GF Corporation Deutsch Contact. Gaur; VI, Russlandtagebuch ded. Terwiel; V, Notitiae Malabaricae ced.

From Shemakha in Shirvanhe made an expedition to the Baku peninsulabeing perhaps the first modern scientist to visit the ‘fields of eternal fire’ around Baku. Inhe married sixteen-year-old Maria Sophia Wilstach, but their marriage was not a happy one.

Engelbert Kaempfer

Die Geschichte der Engeoberted. The only shortcoming perhaps is that not all of the pictures are included. This page was last edited on 15 Novemberat In he got his chance to go to Japan where he stayed in Nagasaki until All this is laid out in pages in quarto.

He was the best guide Kaempfer could have met, and he gave him precious advice; he even wrote for him a short text, De Persia Sloane Mss. Kaempfer Part 1 2.

Engelbert Kaempfer –

The diplomatic aim of the Swedish legation in Isfahan brought Kaempfer to the court, where he could observe Persian customs, manners, and rituals. After twelve years abroad, Kaempfer kaepfer to Europe inlanding at Amsterdam.


Among many other Japanese plants, it included an illustration of a camellia and introduced 23 varieties. The Dutch East India Company established a trading post on a man-made island not considered Japanese soil in the bay of Nagasaki. The Invention of Religion in Japan.

In Germany he published the book Amoenitatum exoticarum Lemgo He elicited much valuable information. During his nearly month stay in Isfahan March 29, November 20, he carried out a methodological survey of the town. He became the personal doctor of Earl Friedrich Adolf zur Lippe and opened up his own doctor’s office on Steinhof in Lippe.

Engelbert Kaempfer was born in Lemgo on September 16, as one of the sons of Johannes Kemper, a pastor, and his wife Christine Drepper.

Encyclopædia Iranica

Views Read Edit View history. The purpose of kaempfsr Swedish legation was to gain engelert access to the much-coveted Oriental goods and raw materials, thereby avoiding the added costs of the Dutch carrying trade and of the long sea routes off South Africa.

He then joined the Dutch East Indian Company and went via India to Batavia in Indonesia where he studied all available sources on Engelgert, which was then basically closed to the outside world.
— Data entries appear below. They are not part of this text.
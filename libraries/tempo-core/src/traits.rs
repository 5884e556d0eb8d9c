/// Core traits for Tempo
use crate::error::Result;
use crate::types::Track;
use async_trait::async_trait;

/// Source of track metadata
///
/// The playback core never talks to the network directly; whatever serves
/// the catalogue (REST client, fixture, local database) implements this.
#[async_trait]
pub trait TrackProvider: Send + Sync {
    /// Fetch the full catalogue
    async fn get_tracks(&self) -> Result<Vec<Track>>;

    /// Fetch the current user's favorites
    async fn get_favorites(&self) -> Result<Vec<Track>>;
}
He then traveled to Poland and Prussia, where he pursued the life of a wandering student, moving from one university to another and focusing mainly on medicine and foreign languages.

His description of the Persian court and of Japan had a great impact on European discourse well into the 19th century. Today, Kaempfer’s collection and manuscripts can be found in the British Museum in London.


Engelbert Kaempfer

Privacy Kaepmfer Add Comment. From Wikimedia Commons, the free media repository. He was one of the keenest observers of foreign cultures of his time.
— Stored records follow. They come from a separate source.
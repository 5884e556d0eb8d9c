//! Error types for playback management

use tempo_core::{CoreError, TrackId};
use thiserror::Error;

/// Why a payload was refused by the validator
#[derive(Debug, Clone, Copy, PartialEq, Eq)]
pub enum PayloadRejection {
    /// Payload decoded to nothing
    Empty,
    /// Payload is not base64 at all
    NotBase64,
    /// Decoded text is a server placeholder ("Audio data for ...")
    Placeholder,
    /// No known container signature and no placeholder marker
    UnrecognizedFormat,
}

impl std::fmt::Display for PayloadRejection {
    fn fmt(&self, f: &mut std::fmt::Formatter<'_>) -> std::fmt::Result {
        let reason = match self {
            Self::Empty => "empty payload",
            Self::NotBase64 => "payload is not valid base64",
            Self::Placeholder => "server sent placeholder text instead of audio data",
            Self::UnrecognizedFormat => "no known audio signature",
        };
        f.write_str(reason)
    }
}

/// Playback errors
#[derive(Debug, Error)]
pub enum PlaybackError {
    /// Engine was destroyed (or never set up)
    #[error("Audio engine not initialized")]
    EngineNotInitialized,

    /// Nothing is assigned to the audio resource, or the track has no payload
    #[error("No audio source")]
    NoAudioSource,

    /// Platform could not buffer the source
    #[error("Failed to load audio: {0}")]
    LoadFailed(String),

    /// Platform refused playback without a user gesture
    #[error("Playback blocked by autoplay policy: {0}")]
    PlaybackBlocked(String),

    /// Platform rejected `play()` for a reason other than autoplay policy
    #[error("Playback failed: {0}")]
    PlayFailed(String),

    /// Payload is not playable audio
    #[error("Invalid audio payload: {0}")]
    InvalidAudioPayload(PayloadRejection),

    /// A resolution strategy could not fetch the full payload
    #[error("Network fetch failed: {0}")]
    NetworkFetchFailed(String),

    /// A newer load replaced this one before it completed
    #[error("Load superseded by a newer request")]
    Superseded,

    /// Track id is not in the store
    #[error("Track not found: {0}")]
    TrackNotFound(TrackId),

    /// Index out of bounds
    #[error("Index out of bounds: {0}")]
    IndexOutOfBounds(usize),

    /// Track store / provider error
    #[error(transparent)]
    Core(#[from] CoreError),
}

impl PlaybackError {
    /// Whether navigation should treat this as "track unplayable, try another"
    pub fn is_unplayable(&self) -> bool {
        matches!(
            self,
            Self::NoAudioSource
                | Self::LoadFailed(_)
                | Self::PlayFailed(_)
                | Self::InvalidAudioPayload(_)
                | Self::NetworkFetchFailed(_)
                | Self::TrackNotFound(_)
        )
    }

    /// Whether the platform is waiting for a user gesture
    pub fn is_blocked(&self) -> bool {
        matches!(self, Self::PlaybackBlocked(_))
    }
}

/// Result type for playback operations
pub type Result<T> = std::result::Result<T, PlaybackError>;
engelebrt His appointment as court physician to Friedrich Adolf, however, gave him little time to write. Engelbert Kaempfer played a key role in introducing the soybean and soyfoods to sngelbert Western world. His desire for foreign travel led him to become secretary to the second embassy of the Swedish ambassador Ludvig Fabritiuswhom Charles XI sent through Russia to Persia in Using this site means you accept its terms of use.
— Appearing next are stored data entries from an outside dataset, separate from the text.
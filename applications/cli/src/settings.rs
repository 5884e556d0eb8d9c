/// CLI configuration
use anyhow::{bail, Context, Result};
use serde::{Deserialize, Serialize};
use std::path::{Path, PathBuf};
use tempo_playback::PlaybackConfig;
use tempo_server_client::ServerConfig;

/// Config file read when no `--config` is given
pub const DEFAULT_CONFIG_FILE: &str = "tempo.toml";

#[derive(Debug, Clone, Default, PartialEq, Deserialize, Serialize)]
#[serde(default)]
pub struct CliConfig {
    pub server: ServerConfig,
    pub playback: PlaybackConfig,
}

impl CliConfig {
    /// Load configuration from file and environment
    ///
    /// An explicit `path` must exist; the default file is optional.
    /// `TEMPO_*` variables override the file, with `__` between section and
    /// key (e.g. `TEMPO_SERVER__URL`).
    pub fn load(path: Option<&Path>) -> Result<Self> {
        let mut settings = config::Config::builder();

        settings = match path {
            Some(path) => settings.add_source(config::File::from(path.to_path_buf())),
            None => settings.add_source(
                config::File::from(PathBuf::from(DEFAULT_CONFIG_FILE)).required(false),
            ),
        };

        settings = settings.add_source(
            config::Environment::with_prefix("TEMPO")
                .prefix_separator("_")
                .separator("__")
                .try_parsing(true),
        );

        let config = settings.build().context("Failed to read configuration")?;
        config
            .try_deserialize()
            .context("Invalid configuration")
    }

    /// Validate configuration
    pub fn validate(&self) -> Result<()> {
        if self.server.url.trim().is_empty() {
            bail!("Server URL is required (set TEMPO_SERVER__URL or --server)");
        }

        let volume = self.playback.volume;
        if !(0.0..=1.0).contains(&volume) {
            bail!("playback.volume must be between 0 and 1, got {volume}");
        }

        let step = self.playback.skip_step_secs;
        if !step.is_finite() || step <= 0.0 {
            bail!("playback.skip_step_secs must be positive, got {step}");
        }

        if self.playback.cache_ttl_secs == 0 {
            bail!("playback.cache_ttl_secs must be at least 1");
        }

        Ok(())
    }
}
He attended Latin schools in Lemgo, Hameln, the Gymnasia of Luneburg and Lubeck, and the Athenaeum of Danzig, and studied at universities in Thorn, Cracow, where he received a master’s degreeand Koenigsberg from to His History of Japanpublished posthumously inwas the chief source of Western knowledge about the country throughout the 18th and midth centuries when it was closed to foreigners.

Due to his training in many topics such as mathematics, astronomy, natural science and medicine, Kaempfer must be seen as the first person with a scientific approach to countries in Asia which are very different from Europe.